The cross not only reveals the weight of human sin; it also displays the unfathomable depths of God’s love for the world. The consistent testimony of the New Testament is that the cruel cross is the place where God’s love is most completely revealed.
- “In this is love, not that we loved God but that he loved us and sent his Son to be the atoning sacrifice for our sins.” (1 John 4:10)
- “God proves his love for us in that while we still were sinners Christ died for us.” (Romans 5:8)
- “I live by faith in the Son of God, who loved me and gave himself for me.” (Gal. 2:20)

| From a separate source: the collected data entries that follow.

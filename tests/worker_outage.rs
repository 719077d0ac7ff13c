//! One camera failing must never stall the other eye or the compositor.

use std::sync::atomic::{AtomicBool, Ordering};
use std::sync::Arc;
use std::thread;
use std::time::{Duration, Instant};

use stereoscope::viewer::TickOutcome;
use stereoscope::{
    CameraConfig, CameraSource, CaptureWorker, DisplaySurface, Eye, FrameSlot, ParamKey,
    ParamStore, ViewerLoop,
};

fn open_stub(device: &str) -> CameraSource {
    CameraSource::open(CameraConfig {
        device: device.to_string(),
        width: 64,
        height: 48,
    })
    .expect("stub cameras always open")
}

/// A small canvas keeps per-frame correction cheap so the timing windows in
/// these tests stay comfortable on slow builds.
fn small_canvas_store() -> ParamStore {
    let store = ParamStore::default();
    store.set(ParamKey::CanvasWidth, 64.0);
    store.set(ParamKey::CanvasHeight, 48.0);
    store.set(ParamKey::CropLeft, 4.0);
    store.set(ParamKey::CropRight, 8.0);
    store.set(ParamKey::CropTop, 2.0);
    store.set(ParamKey::CropBottom, 6.0);
    store
}

#[test]
fn compositor_rides_out_a_one_eye_outage() {
    let store = small_canvas_store();
    let stop = Arc::new(AtomicBool::new(false));
    let left_slot = FrameSlot::new();
    let right_slot = FrameSlot::new();

    // The right camera fails its first 40 reads, then recovers; the left
    // camera is healthy throughout.
    let left_worker = CaptureWorker::spawn(
        Eye::Left,
        open_stub("stub://left"),
        store.clone(),
        left_slot.clone(),
        Arc::clone(&stop),
    )
    .unwrap();
    let right_worker = CaptureWorker::spawn(
        Eye::Right,
        open_stub("stub://right?fail=0..40"),
        store.clone(),
        right_slot.clone(),
        Arc::clone(&stop),
    )
    .unwrap();

    let mut viewer = ViewerLoop::new(
        store,
        left_slot.clone(),
        right_slot,
        DisplaySurface::headless(),
        None,
        Arc::clone(&stop),
    );

    // The healthy eye produces regardless of the sibling's outage.
    let deadline = Instant::now() + Duration::from_secs(30);
    while !left_slot.is_loaded() {
        assert!(Instant::now() < deadline, "healthy eye never produced");
        thread::sleep(Duration::from_millis(2));
    }

    // The gap ends once the scripted window is exhausted; composites resume.
    // Until then every tick is an idle tick, never an error.
    let deadline = Instant::now() + Duration::from_secs(30);
    while viewer.composites() == 0 {
        assert!(
            Instant::now() < deadline,
            "compositor never recovered from the outage"
        );
        match viewer.tick().expect("ticks never error on a headless surface") {
            TickOutcome::Idle => thread::sleep(Duration::from_millis(2)),
            TickOutcome::Composited => {}
            TickOutcome::Quit => panic!("nothing requested shutdown"),
        }
    }

    // Composite size follows the cropped eyes: (64-4-8)*2 by 48-2-6.
    assert_eq!(viewer.display_mut().last_frame_size(), Some((104, 40)));

    // A few more composites to show steady state, then cooperative shutdown.
    let deadline = Instant::now() + Duration::from_secs(30);
    while viewer.composites() < 5 {
        assert!(Instant::now() < deadline, "pipeline stalled after recovery");
        let _ = viewer.tick().unwrap();
        thread::sleep(Duration::from_millis(1));
    }

    stop.store(true, Ordering::Relaxed);
    left_worker.join();
    right_worker.join();
}

#[test]
fn both_eyes_down_simply_pauses_composites() {
    let store = small_canvas_store();
    let stop = Arc::new(AtomicBool::new(false));
    let left_slot = FrameSlot::new();
    let right_slot = FrameSlot::new();

    let mut viewer = ViewerLoop::new(
        store,
        left_slot,
        right_slot,
        DisplaySurface::headless(),
        None,
        Arc::clone(&stop),
    );

    // No workers at all: every tick is an idle tick, never an error.
    for _ in 0..50 {
        assert_eq!(viewer.tick().unwrap(), TickOutcome::Idle);
    }
    assert_eq!(viewer.composites(), 0);
}
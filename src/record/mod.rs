//! Composite recording.
//!
//! When `--write` is given the daemon appends every presented composite to a
//! video file at the configured target frame rate. The output resolution is
//! not guessed and not hard-coded: `derived_composite_size` computes it from
//! the tuning parameters the recorder was created with, and that law is
//! pinned by a test.
//!
//! Live tuning can change the composite size after recording has started. A
//! frame that no longer matches the configured output is skipped with a
//! once-per-episode warning — the on-disk stream stays well-formed and the
//! mismatch is observable in the log.
//!
//! Backends:
//! - `stub://` paths count frames without touching the filesystem (tests)
//! - real paths encode via ffmpeg (feature: record-ffmpeg); requesting a real
//!   recording without the feature is a startup error

#[cfg(feature = "record-ffmpeg")]
mod ffmpeg;

use anyhow::{anyhow, Result};
use image::RgbImage;

use crate::params::TuningParams;

#[cfg(feature = "record-ffmpeg")]
use self::ffmpeg::FfmpegRecorder;

pub const DEFAULT_OUTPUT_PATH: &str = "output.avi";

/// Configuration for the recording sink.
#[derive(Clone, Debug)]
pub struct RecorderConfig {
    /// Output path, or `stub://` for the counting sink.
    pub path: String,
    /// Playback rate stamped into the container. USB cameras rarely exceed
    /// ~15 fps; setting this higher makes the recording play sped-up.
    pub fps: f64,
    pub width: u32,
    pub height: u32,
}

impl RecorderConfig {
    /// Configure for the composite the current tuning produces.
    pub fn for_params(path: &str, params: &TuningParams) -> Result<Self> {
        let (width, height) = derived_composite_size(params)
            .ok_or_else(|| anyhow!("crop margins leave no composite to record"))?;
        Ok(Self {
            path: path.to_string(),
            fps: params.target_fps,
            width,
            height,
        })
    }
}

/// The side-by-side composite size the given tuning produces:
/// twice the cropped width by the cropped height. `None` when the margins
/// consume the whole canvas.
pub fn derived_composite_size(params: &TuningParams) -> Option<(u32, u32)> {
    let (left, right, top, bottom) = params.crop_margins();
    let canvas_w = params.canvas_width();
    let canvas_h = params.canvas_height();
    let eye_w = canvas_w.checked_sub(left + right).filter(|w| *w > 0)?;
    let eye_h = canvas_h.checked_sub(top + bottom).filter(|h| *h > 0)?;
    Some((eye_w * 2, eye_h))
}

/// Recording sink facade.
pub struct Recorder {
    backend: RecorderBackend,
    config: RecorderConfig,
    frames_written: u64,
    frames_skipped: u64,
    mismatch_reported: bool,
}

enum RecorderBackend {
    Counting,
    #[cfg(feature = "record-ffmpeg")]
    Ffmpeg(FfmpegRecorder),
}

impl Recorder {
    /// Open the recording sink. Failure here is a fatal startup fault — the
    /// operator asked for a recording the process cannot produce.
    pub fn create(config: RecorderConfig) -> Result<Self> {
        if config.fps <= 0.0 {
            return Err(anyhow!("recording fps must be positive, got {}", config.fps));
        }
        let backend = if config.path.starts_with("stub://") {
            RecorderBackend::Counting
        } else {
            #[cfg(feature = "record-ffmpeg")]
            {
                RecorderBackend::Ffmpeg(FfmpegRecorder::create(&config)?)
            }
            #[cfg(not(feature = "record-ffmpeg"))]
            {
                return Err(anyhow!(
                    "recording to {} requires the record-ffmpeg feature",
                    config.path
                ));
            }
        };

        log::info!(
            "recording {}x{} @ {} fps to {}",
            config.width,
            config.height,
            config.fps,
            config.path
        );
        Ok(Self {
            backend,
            config,
            frames_written: 0,
            frames_skipped: 0,
            mismatch_reported: false,
        })
    }

    /// Append one composite. Mismatched sizes are skipped, not rescaled.
    pub fn write_frame(&mut self, frame: &RgbImage) -> Result<()> {
        if frame.dimensions() != (self.config.width, self.config.height) {
            if !self.mismatch_reported {
                log::warn!(
                    "composite is {}x{} but the recording is {}x{}; skipping frames until sizes match again",
                    frame.width(),
                    frame.height(),
                    self.config.width,
                    self.config.height
                );
                self.mismatch_reported = true;
            }
            self.frames_skipped += 1;
            return Ok(());
        }
        self.mismatch_reported = false;

        match &mut self.backend {
            RecorderBackend::Counting => {}
            #[cfg(feature = "record-ffmpeg")]
            RecorderBackend::Ffmpeg(recorder) => recorder.write_frame(frame)?,
        }
        self.frames_written += 1;
        Ok(())
    }

    pub fn frames_written(&self) -> u64 {
        self.frames_written
    }

    pub fn frames_skipped(&self) -> u64 {
        self.frames_skipped
    }

    /// Flush and close the recording. Best-effort at shutdown: callers log a
    /// failure and carry on releasing everything else.
    pub fn finish(self) -> Result<()> {
        match self.backend {
            RecorderBackend::Counting => Ok(()),
            #[cfg(feature = "record-ffmpeg")]
            RecorderBackend::Ffmpeg(recorder) => recorder.finish(),
        }
    }
}

// ----------------------------------------------------------------------------
// Tests
// ----------------------------------------------------------------------------
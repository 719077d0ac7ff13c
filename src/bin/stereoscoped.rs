//! stereoscoped - stereo passthrough viewer daemon
//!
//! This daemon:
//! 1. Opens both cameras (both must open, or startup fails)
//! 2. Initializes head tracking (required unless --oculus is given)
//! 3. Spawns one capture worker per eye feeding latest-wins relays
//! 4. Runs the compositor/display/input loop on the main thread
//! 5. Optionally records every composite at a derived, fixed resolution
//! 6. Tears down cooperatively on `q`, window close, or SIGINT

use anyhow::{Context, Result};
use clap::Parser;
use std::sync::atomic::{AtomicBool, Ordering};
use std::sync::Arc;

use stereoscope::{
    display::DisplayConfig, record::RecorderConfig, CameraConfig, CameraSource, CaptureWorker,
    DisplaySurface, Eye, FrameSlot, ParamStore, Recorder, TrackingConfig, TrackingSource,
    ViewerConfig, ViewerLoop,
};

#[derive(Parser, Debug)]
#[command(name = "stereoscoped", about = "Stereo passthrough viewer for head-mounted displays")]
struct Args {
    /// Left camera index (e.g. /dev/video1 is "1")
    #[arg(short, long)]
    left: Option<u32>,

    /// Right camera index
    #[arg(short, long)]
    right: Option<u32>,

    /// Record composites to the configured output file
    #[arg(short, long)]
    write: bool,

    /// Tolerate head-tracker initialization failure (it is fatal otherwise)
    #[arg(short = 'O', long)]
    oculus: bool,

    /// Recording frame rate
    #[arg(short, long)]
    fps: Option<f64>,
}

fn main() -> Result<()> {
    env_logger::Builder::from_env(env_logger::Env::default().default_filter_or("info")).init();

    let args = Args::parse();
    let mut config = ViewerConfig::load()?;
    if let Some(index) = args.left {
        config.left_device = index.to_string();
    }
    if let Some(index) = args.right {
        config.right_device = index.to_string();
    }
    if let Some(fps) = args.fps {
        config.record_fps = fps;
    }

    let store = ParamStore::new(config.initial_params());
    let params = store.snapshot();

    // Both capture devices must open before any worker enters its loop.
    let left_source = CameraSource::open(CameraConfig {
        device: config.left_device.clone(),
        width: config.canvas_width,
        height: config.canvas_height,
    })
    .context("left camera failed to open; is it connected?")?;
    let right_source = CameraSource::open(CameraConfig {
        device: config.right_device.clone(),
        width: config.canvas_width,
        height: config.canvas_height,
    })
    .context("right camera failed to open; is it connected?")?;

    // The tracker keeps the headset's sensor path alive for the whole run.
    // Required by default; --oculus downgrades a failure to a warning.
    let _tracking = match TrackingSource::initialize(TrackingConfig {
        device: config.tracker_device.clone(),
    }) {
        Ok(source) => Some(source),
        Err(e) if args.oculus => {
            log::warn!("head tracking unavailable, continuing without it: {:#}", e);
            None
        }
        Err(e) => {
            return Err(e.context("head tracking is required (pass --oculus to tolerate failure)"))
        }
    };

    let stop = Arc::new(AtomicBool::new(false));
    {
        let stop = Arc::clone(&stop);
        ctrlc::set_handler(move || stop.store(true, Ordering::Relaxed))
            .context("install SIGINT handler")?;
    }

    let recorder = if args.write {
        let recorder_config = RecorderConfig::for_params(&config.record_path, &params)?;
        Some(Recorder::create(recorder_config)?)
    } else {
        None
    };

    let (preview_width, preview_height) =
        stereoscope::derived_composite_size(&params).unwrap_or((config.canvas_width * 2, config.canvas_height));
    let display = DisplaySurface::create(&DisplayConfig {
        title: "stereoscope".to_string(),
        width: preview_width,
        height: preview_height,
    })?;

    let left_slot = FrameSlot::new();
    let right_slot = FrameSlot::new();
    let workers = vec![
        CaptureWorker::spawn(
            Eye::Left,
            left_source,
            store.clone(),
            left_slot.clone(),
            Arc::clone(&stop),
        )?,
        CaptureWorker::spawn(
            Eye::Right,
            right_source,
            store.clone(),
            right_slot.clone(),
            Arc::clone(&stop),
        )?,
    ];

    log::info!(
        "stereoscoped running: cameras {} / {}, composite {}x{}, recording {}",
        config.left_device,
        config.right_device,
        preview_width,
        preview_height,
        if args.write { config.record_path.as_str() } else { "off" }
    );

    let mut viewer = ViewerLoop::new(
        store,
        left_slot,
        right_slot,
        display,
        recorder,
        Arc::clone(&stop),
    );
    let run_result = viewer.run();

    // Teardown is total even when a step fails: stop the workers (dropping a
    // worker's camera releases the device), then close the recorder and dump
    // the final tuning.
    stop.store(true, Ordering::Relaxed);
    for worker in workers {
        worker.join();
    }
    viewer.shutdown();

    run_result
}
//! Display surface.
//!
//! The compositor presents composites through this facade and polls it for
//! key presses — the window owns the keyboard, so input arrives wherever the
//! frames go.
//!
//! - `display-minifb` builds present a real window (feature-gated)
//! - the headless backend is always available: it swallows frames, reports
//!   how many it saw, and can be fed scripted key presses, which is how the
//!   control-loop tests drive the input path without a windowing system

#[cfg(feature = "display-minifb")]
mod window;

use anyhow::Result;
use image::RgbImage;
use std::collections::VecDeque;

#[cfg(feature = "display-minifb")]
use window::WindowSurface;

/// Configuration for the preview surface.
#[derive(Clone, Debug)]
pub struct DisplayConfig {
    pub title: String,
    pub width: u32,
    pub height: u32,
}

impl Default for DisplayConfig {
    fn default() -> Self {
        Self {
            title: "stereoscope".to_string(),
            width: 1040,
            height: 400,
        }
    }
}

/// Display facade over a real window or a headless sink.
pub struct DisplaySurface {
    backend: DisplayBackend,
}

enum DisplayBackend {
    Headless(HeadlessSurface),
    #[cfg(feature = "display-minifb")]
    Window(WindowSurface),
}

impl DisplaySurface {
    /// Open the preview surface. Falls back to the headless sink when the
    /// crate was built without a window backend.
    pub fn create(config: &DisplayConfig) -> Result<Self> {
        #[cfg(feature = "display-minifb")]
        {
            Ok(Self {
                backend: DisplayBackend::Window(WindowSurface::open(config)?),
            })
        }
        #[cfg(not(feature = "display-minifb"))]
        {
            log::warn!(
                "built without the display-minifb feature; presenting to a headless sink"
            );
            let _ = config;
            Ok(Self::headless())
        }
    }

    pub fn headless() -> Self {
        Self {
            backend: DisplayBackend::Headless(HeadlessSurface::default()),
        }
    }

    /// Push one composite to the surface.
    pub fn present(&mut self, frame: &RgbImage) -> Result<()> {
        match &mut self.backend {
            DisplayBackend::Headless(surface) => surface.present(frame),
            #[cfg(feature = "display-minifb")]
            DisplayBackend::Window(surface) => surface.present(frame),
        }
    }

    /// Drain the key presses since the last poll. Must not block.
    pub fn poll_keys(&mut self) -> Vec<char> {
        match &mut self.backend {
            DisplayBackend::Headless(surface) => surface.poll_keys(),
            #[cfg(feature = "display-minifb")]
            DisplayBackend::Window(surface) => surface.poll_keys(),
        }
    }

    /// A closed window is an implicit quit request.
    pub fn is_open(&self) -> bool {
        match &self.backend {
            DisplayBackend::Headless(_) => true,
            #[cfg(feature = "display-minifb")]
            DisplayBackend::Window(surface) => surface.is_open(),
        }
    }

    /// Frames presented so far.
    pub fn frames_presented(&self) -> u64 {
        match &self.backend {
            DisplayBackend::Headless(surface) => surface.frames_presented,
            #[cfg(feature = "display-minifb")]
            DisplayBackend::Window(surface) => surface.frames_presented(),
        }
    }

    /// Queue a scripted key press (headless backend only; no-op on a window).
    pub fn push_key(&mut self, key: char) {
        if let DisplayBackend::Headless(surface) = &mut self.backend {
            surface.scripted_keys.push_back(key);
        }
    }

    /// Size of the most recently presented frame, if any.
    pub fn last_frame_size(&self) -> Option<(u32, u32)> {
        match &self.backend {
            DisplayBackend::Headless(surface) => surface.last_size,
            #[cfg(feature = "display-minifb")]
            DisplayBackend::Window(surface) => surface.last_frame_size(),
        }
    }
}

// ----------------------------------------------------------------------------
// Headless sink
// ----------------------------------------------------------------------------

#[derive(Default)]
struct HeadlessSurface {
    frames_presented: u64,
    last_size: Option<(u32, u32)>,
    scripted_keys: VecDeque<char>,
}

impl HeadlessSurface {
    fn present(&mut self, frame: &RgbImage) -> Result<()> {
        self.frames_presented += 1;
        self.last_size = Some(frame.dimensions());
        Ok(())
    }

    fn poll_keys(&mut self) -> Vec<char> {
        self.scripted_keys.drain(..).collect()
    }
}

// ----------------------------------------------------------------------------
// Tests
// ----------------------------------------------------------------------------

At the cross, God in Christ says to us, “I love you so much! Can’t you see? You can betray me, reject me, abuse me, scorn me, torture me, pin me like an insect – and I still love you! Why do you fear me? Why do you turn away? What more can I do to make it plain to you? What greater gift can I offer than the sacrifice of myself for you?”
At the cross, we see the ultimate power of God is not found in fiery demonstrations, huge spectacles, or the ferocious wielding of mind-boggling power. Instead, we see that the ultimate power of God is love – the self-giving love of God in Christ that conquers sin, death, and evil, and makes new creation possible.
Good Friday is “good” because sin is fully dealt with by love beyond belief! The suffering love of Christ on the cross is for us! God gives his life for ours!
Hidden in the carnage and cruelty of the cross is God’s greatest gift to the world. It is the most powerful event in human history – reversing the curse and bringing restoration to all. Who would ever expect that the “hinge of history” – the end of death and the beginning of life – would take place on trash-heap on a torture device by a betrayed, rejected, and abandoned Messiah crushed by nationalism, religious extremism, and oppressive political powers? In The Crucified God, theologian Jurgen Moltmann says it well:
On the cross, God is non-God. Here is the triumph of death, the enemy, the nonchurch, the lawless state, the blasphemer, the soldiers. Here Satan triumphs over God. Our faith begins at the point where atheists suppose that it must be at an end. Our faith begins with the bleakness and power which is the night of the cross, abandonment, temptation and doubt about everything that exists!
The glory of Good Friday is hidden. Good Friday is only “good” to those who have eyes to see and ears to hear. In other words, to those who look upon the cruel cross with childlike faith – for only faith can look upon a torture device and see glory. The presence of God in Christ brings light into the darkness and transforms the suffering of sin into salvation.
And, if God can bring new creation from a cross, God can bring new life into our circumstances, no matter how dark or dismal.
[1] N. T. Wright, What Saint Paul Really Said: Was Paul of Tarsus the Real Founder of Christianity? (Grand Rapids: Eerdmans, 1997), 47.
[2] “One thing stands beyond dispute in the whole narrative of the passion. It is evident that in this passion narrative - from the moment of his arrest until the time he drew his last breath - Jesus could not, or he did not, perform a single miracle; nor, in turn, did God extend any visible assistance or relief.” Shusaku Endo, A Life of Jesus (Mahway, New Jersey: Paulist Press, 1978), 150.
[3] Endo, A Life of Jesus, 144.
[4] Herbert McCabe, God Still Matters (New York: Continuum Books, 2002), 173.